─── MATERIAL FOR THIS TASK
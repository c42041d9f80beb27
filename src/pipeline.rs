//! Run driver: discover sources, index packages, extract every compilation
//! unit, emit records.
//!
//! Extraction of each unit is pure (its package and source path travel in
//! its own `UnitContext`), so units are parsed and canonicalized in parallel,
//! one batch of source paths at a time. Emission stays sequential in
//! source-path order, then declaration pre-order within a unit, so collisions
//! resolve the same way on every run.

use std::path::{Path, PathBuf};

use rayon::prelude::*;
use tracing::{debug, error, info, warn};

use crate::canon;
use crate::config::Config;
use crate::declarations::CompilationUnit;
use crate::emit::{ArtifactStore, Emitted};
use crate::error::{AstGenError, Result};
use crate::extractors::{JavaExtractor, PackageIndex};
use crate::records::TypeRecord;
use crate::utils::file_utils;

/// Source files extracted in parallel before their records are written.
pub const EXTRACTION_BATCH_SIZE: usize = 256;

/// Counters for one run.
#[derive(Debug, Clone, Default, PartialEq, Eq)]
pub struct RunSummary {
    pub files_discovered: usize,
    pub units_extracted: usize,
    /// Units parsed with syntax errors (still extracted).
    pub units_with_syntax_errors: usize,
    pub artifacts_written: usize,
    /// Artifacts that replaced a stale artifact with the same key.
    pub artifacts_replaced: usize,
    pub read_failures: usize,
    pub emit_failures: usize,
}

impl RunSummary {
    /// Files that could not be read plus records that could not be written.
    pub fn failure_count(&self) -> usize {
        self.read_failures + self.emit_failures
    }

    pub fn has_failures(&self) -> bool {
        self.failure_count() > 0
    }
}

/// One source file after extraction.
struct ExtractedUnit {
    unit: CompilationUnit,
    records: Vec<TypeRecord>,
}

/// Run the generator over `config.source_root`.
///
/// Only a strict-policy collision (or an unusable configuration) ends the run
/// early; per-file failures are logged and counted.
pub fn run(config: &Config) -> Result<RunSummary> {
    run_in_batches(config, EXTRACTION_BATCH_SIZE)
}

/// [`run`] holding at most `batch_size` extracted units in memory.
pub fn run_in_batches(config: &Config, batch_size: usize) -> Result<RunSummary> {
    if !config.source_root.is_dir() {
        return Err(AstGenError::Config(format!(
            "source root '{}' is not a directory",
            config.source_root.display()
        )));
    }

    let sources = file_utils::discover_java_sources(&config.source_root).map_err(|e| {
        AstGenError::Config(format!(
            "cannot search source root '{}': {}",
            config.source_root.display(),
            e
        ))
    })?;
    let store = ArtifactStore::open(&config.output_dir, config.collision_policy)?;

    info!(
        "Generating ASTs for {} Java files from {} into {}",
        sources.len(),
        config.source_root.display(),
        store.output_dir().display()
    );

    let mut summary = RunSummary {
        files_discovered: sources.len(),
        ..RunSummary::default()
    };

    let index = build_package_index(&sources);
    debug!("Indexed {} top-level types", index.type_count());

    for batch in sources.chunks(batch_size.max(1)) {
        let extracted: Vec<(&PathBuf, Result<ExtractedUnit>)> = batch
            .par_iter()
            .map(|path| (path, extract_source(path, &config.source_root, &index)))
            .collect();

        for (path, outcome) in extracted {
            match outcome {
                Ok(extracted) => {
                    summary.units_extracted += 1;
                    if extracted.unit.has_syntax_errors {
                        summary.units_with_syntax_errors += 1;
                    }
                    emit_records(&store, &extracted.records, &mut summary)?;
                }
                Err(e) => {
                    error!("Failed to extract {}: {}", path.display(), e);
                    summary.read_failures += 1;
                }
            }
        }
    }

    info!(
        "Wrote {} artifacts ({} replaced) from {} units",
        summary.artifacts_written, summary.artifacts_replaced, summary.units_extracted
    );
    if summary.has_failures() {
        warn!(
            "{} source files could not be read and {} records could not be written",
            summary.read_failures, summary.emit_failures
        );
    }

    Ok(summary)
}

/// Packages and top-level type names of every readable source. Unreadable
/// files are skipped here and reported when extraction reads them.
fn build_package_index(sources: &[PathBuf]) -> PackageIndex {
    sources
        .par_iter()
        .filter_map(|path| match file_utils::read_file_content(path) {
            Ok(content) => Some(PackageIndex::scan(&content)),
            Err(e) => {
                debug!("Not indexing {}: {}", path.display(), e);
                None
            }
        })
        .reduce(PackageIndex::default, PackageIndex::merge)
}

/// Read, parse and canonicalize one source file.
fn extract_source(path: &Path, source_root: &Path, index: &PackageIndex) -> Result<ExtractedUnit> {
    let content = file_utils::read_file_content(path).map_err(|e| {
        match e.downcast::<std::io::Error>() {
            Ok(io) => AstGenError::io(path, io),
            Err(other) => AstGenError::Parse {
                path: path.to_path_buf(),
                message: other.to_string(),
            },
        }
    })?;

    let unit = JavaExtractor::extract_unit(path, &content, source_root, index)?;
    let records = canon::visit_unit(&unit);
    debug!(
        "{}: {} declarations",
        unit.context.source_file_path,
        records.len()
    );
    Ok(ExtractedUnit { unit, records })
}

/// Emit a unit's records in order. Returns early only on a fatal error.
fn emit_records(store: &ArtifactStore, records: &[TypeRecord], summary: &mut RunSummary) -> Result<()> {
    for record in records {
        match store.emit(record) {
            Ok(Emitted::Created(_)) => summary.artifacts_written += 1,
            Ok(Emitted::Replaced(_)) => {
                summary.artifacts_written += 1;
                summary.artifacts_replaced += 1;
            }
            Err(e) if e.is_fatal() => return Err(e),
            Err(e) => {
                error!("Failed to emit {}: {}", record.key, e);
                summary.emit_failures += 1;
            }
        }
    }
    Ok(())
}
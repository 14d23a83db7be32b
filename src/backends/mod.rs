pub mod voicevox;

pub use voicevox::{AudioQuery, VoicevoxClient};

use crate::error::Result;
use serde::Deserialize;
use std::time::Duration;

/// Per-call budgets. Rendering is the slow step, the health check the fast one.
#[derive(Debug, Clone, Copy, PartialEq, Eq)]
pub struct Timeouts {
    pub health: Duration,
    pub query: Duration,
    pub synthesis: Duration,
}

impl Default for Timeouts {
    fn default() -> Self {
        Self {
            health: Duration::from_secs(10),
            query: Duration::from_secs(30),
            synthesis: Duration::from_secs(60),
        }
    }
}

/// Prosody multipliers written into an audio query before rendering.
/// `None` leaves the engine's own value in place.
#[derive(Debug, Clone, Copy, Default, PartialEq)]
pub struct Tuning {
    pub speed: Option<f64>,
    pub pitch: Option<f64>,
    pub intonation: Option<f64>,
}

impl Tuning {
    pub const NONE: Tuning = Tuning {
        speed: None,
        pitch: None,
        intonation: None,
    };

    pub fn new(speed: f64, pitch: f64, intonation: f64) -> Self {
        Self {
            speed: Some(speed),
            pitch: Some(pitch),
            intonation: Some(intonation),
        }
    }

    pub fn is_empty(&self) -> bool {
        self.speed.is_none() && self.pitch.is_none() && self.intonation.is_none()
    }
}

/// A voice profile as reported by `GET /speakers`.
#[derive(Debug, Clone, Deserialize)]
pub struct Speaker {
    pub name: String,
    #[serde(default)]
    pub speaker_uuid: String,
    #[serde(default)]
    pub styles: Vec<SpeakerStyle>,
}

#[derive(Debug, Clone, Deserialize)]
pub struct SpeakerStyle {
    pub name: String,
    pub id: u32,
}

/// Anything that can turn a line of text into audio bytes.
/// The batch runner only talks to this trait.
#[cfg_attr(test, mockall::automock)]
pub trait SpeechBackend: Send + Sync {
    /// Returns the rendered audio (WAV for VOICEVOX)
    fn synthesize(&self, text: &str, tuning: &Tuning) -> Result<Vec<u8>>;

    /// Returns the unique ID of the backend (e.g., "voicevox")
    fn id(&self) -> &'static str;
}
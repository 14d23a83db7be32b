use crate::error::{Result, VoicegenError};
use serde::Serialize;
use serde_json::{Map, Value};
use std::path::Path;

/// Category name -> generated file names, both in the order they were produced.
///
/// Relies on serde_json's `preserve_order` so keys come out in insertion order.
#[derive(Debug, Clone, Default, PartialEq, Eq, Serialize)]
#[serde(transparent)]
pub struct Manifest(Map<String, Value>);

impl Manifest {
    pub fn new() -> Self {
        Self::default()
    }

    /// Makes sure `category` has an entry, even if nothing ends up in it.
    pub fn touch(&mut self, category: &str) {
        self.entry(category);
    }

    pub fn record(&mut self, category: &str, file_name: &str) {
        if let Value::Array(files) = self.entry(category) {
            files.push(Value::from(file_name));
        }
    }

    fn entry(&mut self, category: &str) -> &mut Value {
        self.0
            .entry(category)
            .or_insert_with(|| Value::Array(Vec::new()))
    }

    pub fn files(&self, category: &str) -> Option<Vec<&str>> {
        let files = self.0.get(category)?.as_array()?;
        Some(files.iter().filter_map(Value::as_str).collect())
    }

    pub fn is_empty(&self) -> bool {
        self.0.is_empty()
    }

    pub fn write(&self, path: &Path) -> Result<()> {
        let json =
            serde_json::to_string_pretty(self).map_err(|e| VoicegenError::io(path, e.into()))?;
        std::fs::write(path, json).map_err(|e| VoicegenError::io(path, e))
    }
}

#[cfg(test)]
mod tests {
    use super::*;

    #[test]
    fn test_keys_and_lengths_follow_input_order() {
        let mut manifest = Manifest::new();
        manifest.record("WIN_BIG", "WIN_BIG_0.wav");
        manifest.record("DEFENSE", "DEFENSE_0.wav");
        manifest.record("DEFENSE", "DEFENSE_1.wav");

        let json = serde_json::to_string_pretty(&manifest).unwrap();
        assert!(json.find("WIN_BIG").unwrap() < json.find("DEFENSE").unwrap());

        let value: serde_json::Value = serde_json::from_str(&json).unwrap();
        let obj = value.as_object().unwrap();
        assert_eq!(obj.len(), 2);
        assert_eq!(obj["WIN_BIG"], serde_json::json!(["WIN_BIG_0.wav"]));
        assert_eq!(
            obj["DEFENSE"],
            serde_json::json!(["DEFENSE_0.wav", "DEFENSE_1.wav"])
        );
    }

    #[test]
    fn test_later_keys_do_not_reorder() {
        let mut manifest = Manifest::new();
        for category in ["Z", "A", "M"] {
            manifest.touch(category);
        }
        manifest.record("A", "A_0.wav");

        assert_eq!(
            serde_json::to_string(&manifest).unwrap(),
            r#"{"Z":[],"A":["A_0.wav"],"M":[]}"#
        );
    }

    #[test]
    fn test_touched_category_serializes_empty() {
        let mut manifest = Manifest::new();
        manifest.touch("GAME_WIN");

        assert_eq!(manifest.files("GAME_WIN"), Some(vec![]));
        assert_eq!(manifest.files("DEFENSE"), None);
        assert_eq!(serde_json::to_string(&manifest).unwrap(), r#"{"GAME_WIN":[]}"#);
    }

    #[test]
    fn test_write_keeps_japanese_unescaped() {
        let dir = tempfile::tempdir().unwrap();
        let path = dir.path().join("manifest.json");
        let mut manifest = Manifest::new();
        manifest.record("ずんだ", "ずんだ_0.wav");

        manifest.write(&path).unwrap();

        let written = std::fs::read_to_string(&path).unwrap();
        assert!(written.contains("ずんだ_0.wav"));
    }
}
──────
• **EXERCISE REQUIREMENTS**
Within the data, how many lines hold the word "display"? State the number alone.

• **SOLUTION TO THIS TASK**
6